David Pitchford, co-Founder of AI Business, the world’s largest AI news portal and events series, wrote on forbes.com that the top five advances include IBM’s Jeopardy triumph, Facebook’s DeepFace algorithm, DeepMind’s AlphaGo beating a human for the first time, Microsoft’s speech recognition becoming more accurate than humans and AI detecting skin cancer with a 95% success rate–higher than that of humans.
As the first computer to beat humans at a complex game, requiring the comprehension and reactions to speech, Watson broke new ground and established the potential for deep learning and speech recognition techniques used now in smartphones and smart speakers.
“That year, the global VC market saw a spike to $56 billion with over a fifth of this being invested into the tech sector – a particularly striking sum as it was just three years after the financial crisis,” Pitchford wrote.
Facebook’s program identifying faces is a platform suggesting who to tag in photos. In 2012, saw its facial-recognition software reached an average accuracy of 97.53%. In the next two years, investment soared in facial recognition technologies.
“It marked the rise of China as a technology superpower, with a huge amount of investment being placed in the Chinese smartphone industry,” Pitchford wrote. “Xiaomi, became the third biggest smartphone maker in 2014 and was able to raise $1 billion in VC funding, valuing the business at $45 billion. The year also saw the rise of tech start-ups competing on a new level – Artificial Intelligence.”
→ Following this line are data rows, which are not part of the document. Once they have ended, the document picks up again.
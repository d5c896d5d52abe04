// Copyright (c) 2024 Mike Tsao

//! Provides a random-number generator for noise sources.

use byteorder::{BigEndian, ByteOrder};
use delegate::delegate;

/// A pseudorandom number generator (PRNG) for applications such as
/// digital-audio libraries that don't require cryptographically secure random
/// numbers.
#[derive(Debug)]
pub struct Rng {
    inner: oorandom::Rand64,
    spare_gaussian: Option<f64>,
}
impl Default for Rng {
    fn default() -> Self {
        // If the OS can't give us entropy, fall back to a fixed seed. Noise
        // doesn't need to be unpredictable, just noisy.
        let seed = Self::generate_seed().unwrap_or_else(|e| {
            log::warn!("couldn't get a random seed from the OS ({e}); using a fixed one");
            Self::FALLBACK_SEED
        });
        Self::new_with_seed(seed)
    }
}
#[allow(missing_docs)]
impl Rng {
    const FALLBACK_SEED: u128 = 0x70f4_f854_e1e9_f0a7;

    /// Pass the same number to [Rng::new_with_seed()] to get the same stream
    /// back again. Good for reproducing renders and test failures.
    pub fn new_with_seed(seed: u128) -> Self {
        Self {
            inner: oorandom::Rand64::new(seed),
            spare_gaussian: None,
        }
    }

    /// Create a sufficiently high-quality random number that's suitable for
    /// [Rng].
    pub fn generate_seed() -> anyhow::Result<u128> {
        let mut bytes = [0u8; 16];

        getrandom::getrandom(&mut bytes)?;
        Ok(BigEndian::read_u128(&bytes))
    }

    delegate! {
        to self.inner {
            pub fn rand_u64(&mut self) -> u64;
            pub fn rand_i64(&mut self) -> i64;
            pub fn rand_float(&mut self) -> f64;
            pub fn rand_range(&mut self, range: core::ops::Range<u64>) -> u64;
        }
    }

    /// Returns a value from the standard normal distribution (mean 0,
    /// variance 1).
    ///
    /// <https://en.wikipedia.org/wiki/Box%E2%80%93Muller_transform>
    pub fn gaussian(&mut self) -> f64 {
        if let Some(spare) = self.spare_gaussian.take() {
            return spare;
        }
        // rand_float() is in [0, 1), so flip it to keep ln() finite.
        let u1 = 1.0 - self.rand_float();
        let u2 = self.rand_float();
        let radius = (-2.0 * u1.ln()).sqrt();
        let theta = 2.0 * core::f64::consts::PI * u2;
        self.spare_gaussian = Some(radius * theta.sin());
        radius * theta.cos()
    }
}
//! tracing을 사용한 로깅 인프라.
//!
//! 이 모듈은 다양한 출력 형식을 지원하는 구조화된 로깅을 제공합니다:
//! - **pretty**: 개발용 사람이 읽기 쉬운 형식
//! - **json**: 운영환경/로그 집계용 JSON 형식
//! - **compact**: 로그 크기를 줄이기 위한 간결한 형식

use tracing_subscriber::{
    fmt::{self, format::FmtSpan},
    layer::SubscriberExt,
    util::SubscriberInitExt,
    EnvFilter,
};

/// 로그 출력 형식.
#[derive(Debug, Clone, Copy, Default, PartialEq, Eq)]
pub enum LogFormat {
    /// 색상이 포함된 사람이 읽기 쉬운 형식 (개발용)
    #[default]
    Pretty,
    /// 로그 집계용 JSON 형식 (운영용)
    Json,
    /// 간결한 한 줄 형식
    Compact,
}

impl std::str::FromStr for LogFormat {
    type Err = String;

    fn from_str(s: &str) -> Result<Self, Self::Err> {
        match s.to_lowercase().as_str() {
            "pretty" => Ok(Self::Pretty),
            "json" => Ok(Self::Json),
            "compact" => Ok(Self::Compact),
            _ => Err(format!("Unknown log format: {}", s)),
        }
    }
}

/// 로깅 설정.
#[derive(Debug, Clone)]
pub struct LogConfig {
    /// 로그 레벨 필터 (예: "info", "terminal_exchange=debug")
    pub level: String,
    /// 출력 형식
    pub format: LogFormat,
    /// span 이벤트 포함 여부 (진입/종료)
    pub with_span_events: bool,
    /// 파일명과 줄 번호 포함 여부
    pub with_file: bool,
    /// 대상(모듈 경로) 포함 여부
    pub with_target: bool,
}

impl Default for LogConfig {
    fn default() -> Self {
        Self {
            level: "info".to_string(),
            format: LogFormat::Pretty,
            with_span_events: false,
            with_file: true,
            with_target: true,
        }
    }
}

impl LogConfig {
    /// 새 로그 설정을 생성합니다.
    pub fn new(level: impl Into<String>) -> Self {
        Self {
            level: level.into(),
            ..Default::default()
        }
    }

    /// 로그 형식을 설정합니다.
    pub fn with_format(mut self, format: LogFormat) -> Self {
        self.format = format;
        self
    }

}

/// 주어진 설정으로 로깅 시스템을 초기화합니다.
pub fn init_logging(config: LogConfig) -> Result<(), Box<dyn std::error::Error>> {
    let env_filter =
        EnvFilter::try_from_default_env().or_else(|_| EnvFilter::try_new(&config.level))?;

    let span_events = if config.with_span_events {
        FmtSpan::NEW | FmtSpan::CLOSE
    } else {
        FmtSpan::NONE
    };

    match config.format {
        LogFormat::Pretty => {
            let fmt_layer = fmt::layer()
                .pretty()
                .with_file(config.with_file)
                .with_line_number(config.with_file)
                .with_target(config.with_target)
                .with_span_events(span_events);

            tracing_subscriber::registry()
                .with(env_filter)
                .with(fmt_layer)
                .try_init()?;
        }
        LogFormat::Json => {
            let fmt_layer = fmt::layer()
                .json()
                .with_file(config.with_file)
                .with_line_number(config.with_file)
                .with_target(config.with_target)
                .with_span_events(span_events);

            tracing_subscriber::registry()
                .with(env_filter)
                .with(fmt_layer)
                .try_init()?;
        }
        LogFormat::Compact => {
            let fmt_layer = fmt::layer()
                .compact()
                .with_file(config.with_file)
                .with_line_number(config.with_file)
                .with_target(config.with_target)
                .with_span_events(span_events);

            tracing_subscriber::registry()
                .with(env_filter)
                .with(fmt_layer)
                .try_init()?;
        }
    }

    tracing::info!(
        format = ?config.format,
        level = %config.level,
        "Logging initialized"
    );

    Ok(())
}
After Google acquired DeepMind, it used a neural network to train AlphaGo through a simulated player to build on its strategy and knowledge of potential moves. The win against a human brought tremendous attention to the technology that Deepmind used, attracting investors beyond Silicon Valley, according to Pitchford.
“The U.S. maintained its dominance within global VC activity in 2015, with almost half of the global VC funding going to U.S.-based companies. However, two of the three top deals were for Chinese based technology companies, with China Internet Plus securing $3.3 billion funding and Beijing Xiaoju Technology receiving $3 billion in VC funding in 2015.”
Microsoft’s Speech Recognition
Microsoft used deep neural networks to improve its system’s speech recognition program. In 2016, it brought its Cortana program to a level in which it had a word error rate of only 5.9%, about the same as that of an average person. Despite a global decline in investment that year, plenty of VCs funded deals, such as Uber, which got $5.6 billion from Saudi and American VC firms.
“Investment into AI continued to increase to $6.2 billion and correlated to significant growth in enterprise based AI revenues which had reached $2.2 billion.”
AI Detects Skin Cancer
In 2018, AI successfully found skin cancer more accurately and efficiently than humans in one of the early AI medical technology breakthroughs. Dozens have since followed. According to Pitchford, the success impacted tech companies’ ability to raise venture capital.
“The number of VC backed AI start-ups grew further throughout 2018, reaching over $17 billion as attention on the sector intensified. After Amazon had unveiled its machine-learning product as part of Amazon Web Services, and Google launched an entire division focused on commercializing AI in 2017, 2018 was the year in which the technology’s cross-sector significance was truly established.”
Pitchford wrote that deep learning has had a major impact on advances and will continue to do so.